Sono tre gli esperimenti che confermano il modo in cui il virus Zika attacca il feto e il suo sistema nervoso in formazione oltrepassando la placenta. I tre studi, pubblicati sulle riviste Cell, Cell Stem Cell e Nature, sono stati condotti nei topi con altrettanti ceppi del virus, fra i quali l’asiatico e brasiliano.
Le evidenze
Nello studio pubblicato su Cell i ricercatori, coordinati da Michael Diamond, della Washington University di St Louis, hanno verificato che il virus Zika può infettare e attraversare la barriera della placenta, causando danni gravi fino alla morte del feto. In alcuni topi, privati della capacità di preparare una risposta immunitaria, il virus ha ucciso molti feti nel giro di una settimana e quelli sopravvissuti hanno riportato gravi anomalie nella crescita. Il livello di materiale genetico riscontrato nella placenta è risultato 1.000 volte maggiore di quello trovato nel sangue, il che suggerisce che il virus si moltiplica soprattutto nella placenta.
La ricerca pubblicata su Cell Stem Cell, coordinato da Zhiheng Xu dell’Accademia Cinese delle Scienze, ha studiato il ceppo asiatico del virus. Anche in questo caso nei feti sono stati individuati i caratteristici segni della microcefalia. Il virus ha contagiato le cellule progenitrici dei neuroni e sono state osservata sia un’alterata risposta immunitaria sia la morte cellulare. Per i ricercatori è la prova diretta che il virus Zika causa la microcefalia nei mammiferi.
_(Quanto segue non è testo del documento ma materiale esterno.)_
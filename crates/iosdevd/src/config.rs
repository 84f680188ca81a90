//! Daemon configuration.
//!
//! Layering, lowest precedence first:
//! 1. Built-in defaults
//! 2. `$XDG_CONFIG_HOME/iosdev/config.toml` (or an explicit file)
//! 3. `IOSDEV_SOCKET` environment variable
//! 4. Command-line flags, applied by the binary
//!
//! ```toml
//! socket_path = "/run/iosdev.sock"
//! simulate = "/etc/iosdev/devices.toml"
//!
//! [watcher]
//! settle_window_ms = 500
//! settle_timeout_ms = 2000
//! ```

use std::path::{Path, PathBuf};
use std::time::Duration;

use serde::Deserialize;
use thiserror::Error;
use tracing::debug;

/// Default socket path for the daemon
pub const DEFAULT_SOCKET_PATH: &str = "/tmp/iosdev.sock";

/// Environment variable overriding the socket path
pub const SOCKET_ENV: &str = "IOSDEV_SOCKET";

const DEFAULT_SETTLE_WINDOW_MS: u64 = 500;
const DEFAULT_SETTLE_TIMEOUT_MS: u64 = 2000;

#[derive(Error, Debug, Clone, PartialEq, Eq)]
pub enum ConfigError {
    #[error("failed to read {}: {error}", path.display())]
    Read { path: PathBuf, error: String },

    #[error("failed to parse {}: {error}", path.display())]
    Parse { path: PathBuf, error: String },
}

/// Timing of the watcher's startup settle.
#[derive(Debug, Clone, Copy, PartialEq, Eq)]
pub struct WatcherConfig {
    /// Quiet period after the last notification before the watcher counts
    /// as settled.
    pub settle_window: Duration,
    /// Upper bound on how long `DeviceWatcher::start` blocks.
    pub settle_timeout: Duration,
}

impl Default for WatcherConfig {
    fn default() -> Self {
        Self {
            settle_window: Duration::from_millis(DEFAULT_SETTLE_WINDOW_MS),
            settle_timeout: Duration::from_millis(DEFAULT_SETTLE_TIMEOUT_MS),
        }
    }
}

#[derive(Debug, Clone, PartialEq, Eq)]
pub struct DaemonConfig {
    pub socket_path: PathBuf,
    /// Device description file for the simulated backend.
    pub simulate: Option<PathBuf>,
    pub watcher: WatcherConfig,
}

impl Default for DaemonConfig {
    fn default() -> Self {
        Self {
            socket_path: PathBuf::from(DEFAULT_SOCKET_PATH),
            simulate: None,
            watcher: WatcherConfig::default(),
        }
    }
}

/// On-disk form. Every key is optional.
#[derive(Debug, Default, Deserialize)]
#[serde(default, deny_unknown_fields)]
struct FileConfig {
    socket_path: Option<PathBuf>,
    simulate: Option<PathBuf>,
    watcher: FileWatcherConfig,
}

#[derive(Debug, Default, Deserialize)]
#[serde(default, deny_unknown_fields)]
struct FileWatcherConfig {
    settle_window_ms: Option<u64>,
    settle_timeout_ms: Option<u64>,
}

impl DaemonConfig {
    /// Default location of the config file.
    pub fn default_path() -> Option<PathBuf> {
        dirs::config_dir().map(|dir| dir.join("iosdev").join("config.toml"))
    }

    /// Loads defaults, the config file and the environment.
    ///
    /// A missing file at the default location is not an error; a missing
    /// explicit file is.
    pub fn load(explicit: Option<&Path>) -> Result<Self, ConfigError> {
        let mut config = Self::default();

        match explicit {
            Some(path) => config.apply_file(path)?,
            None => {
                if let Some(path) = Self::default_path().filter(|p| p.is_file()) {
                    config.apply_file(&path)?;
                }
            }
        }

        config.apply_env(std::env::var_os(SOCKET_ENV).map(PathBuf::from));
        Ok(config)
    }

    /// Merges a TOML file over the current values.
    pub fn apply_file(&mut self, path: &Path) -> Result<(), ConfigError> {
        let text = std::fs::read_to_string(path).map_err(|e| ConfigError::Read {
            path: path.to_path_buf(),
            error: e.to_string(),
        })?;
        self.apply_toml(path, &text)?;
        debug!(path = %path.display(), "Loaded config file");
        Ok(())
    }

    fn apply_toml(&mut self, path: &Path, text: &str) -> Result<(), ConfigError> {
        let file: FileConfig = toml::from_str(text).map_err(|e| ConfigError::Parse {
            path: path.to_path_buf(),
            error: e.to_string(),
        })?;

        if let Some(socket_path) = file.socket_path {
            self.socket_path = socket_path;
        }
        if let Some(simulate) = file.simulate {
            self.simulate = Some(simulate);
        }
        if let Some(ms) = file.watcher.settle_window_ms {
            self.watcher.settle_window = Duration::from_millis(ms);
        }
        if let Some(ms) = file.watcher.settle_timeout_ms {
            self.watcher.settle_timeout = Duration::from_millis(ms);
        }
        Ok(())
    }

    fn apply_env(&mut self, socket: Option<PathBuf>) {
        if let Some(socket) = socket.filter(|p| !p.as_os_str().is_empty()) {
            self.socket_path = socket;
        }
    }
}

#[cfg(test)]
mod tests {
    use super::*;
    use std::io::Write;

    #[test]
    fn test_defaults() {
        let config = DaemonConfig::default();
        assert_eq!(config.socket_path, PathBuf::from(DEFAULT_SOCKET_PATH));
        assert_eq!(config.watcher.settle_window, Duration::from_millis(500));
        assert_eq!(config.watcher.settle_timeout, Duration::from_secs(2));
        assert!(config.simulate.is_none());
    }

    #[test]
    fn test_file_overrides_defaults() {
        let mut file = tempfile::NamedTempFile::new().unwrap();
        writeln!(
            file,
            "socket_path = \"/run/iosdev.sock\"\n[watcher]\nsettle_window_ms = 50"
        )
        .unwrap();

        let mut config = DaemonConfig::default();
        config.apply_file(file.path()).unwrap();

        assert_eq!(config.socket_path, PathBuf::from("/run/iosdev.sock"));
        assert_eq!(config.watcher.settle_window, Duration::from_millis(50));
        assert_eq!(config.watcher.settle_timeout, Duration::from_secs(2));
    }

    #[test]
    fn test_env_beats_file() {
        let mut config = DaemonConfig::default();
        config
            .apply_toml(Path::new("inline"), "socket_path = \"/from/file\"")
            .unwrap();
        config.apply_env(Some(PathBuf::from("/from/env")));
        assert_eq!(config.socket_path, PathBuf::from("/from/env"));

        config.apply_env(Some(PathBuf::new()));
        assert_eq!(config.socket_path, PathBuf::from("/from/env"));
    }

    #[test]
    fn test_bad_files_are_reported() {
        let mut config = DaemonConfig::default();

        let err = config
            .apply_toml(Path::new("bad.toml"), "socket_path = 3")
            .unwrap_err();
        assert!(matches!(err, ConfigError::Parse { .. }));
        assert!(err.to_string().contains("bad.toml"));

        let err = config
            .apply_toml(Path::new("bad.toml"), "unknown = true")
            .unwrap_err();
        assert!(matches!(err, ConfigError::Parse { .. }));

        let err = DaemonConfig::load(Some(Path::new("/nonexistent/iosdev.toml"))).unwrap_err();
        assert!(matches!(err, ConfigError::Read { .. }));
    }
}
Nella ricerca pubblicata su Nature e coordinata da Patricia Beltrao Bragada, dell’Università di San Paolo, si è visto, infine, che il ceppo brasiliano del virus (ZIKVBR) può oltrepassare la placenta a causare restrizioni della crescita, microcefalia inclusa. Le osservazioni sono state fatte sia nei topi sia in un modello di cervello ‘in miniatura’, un organoide che riproduce le caratteristiche del cervello umano.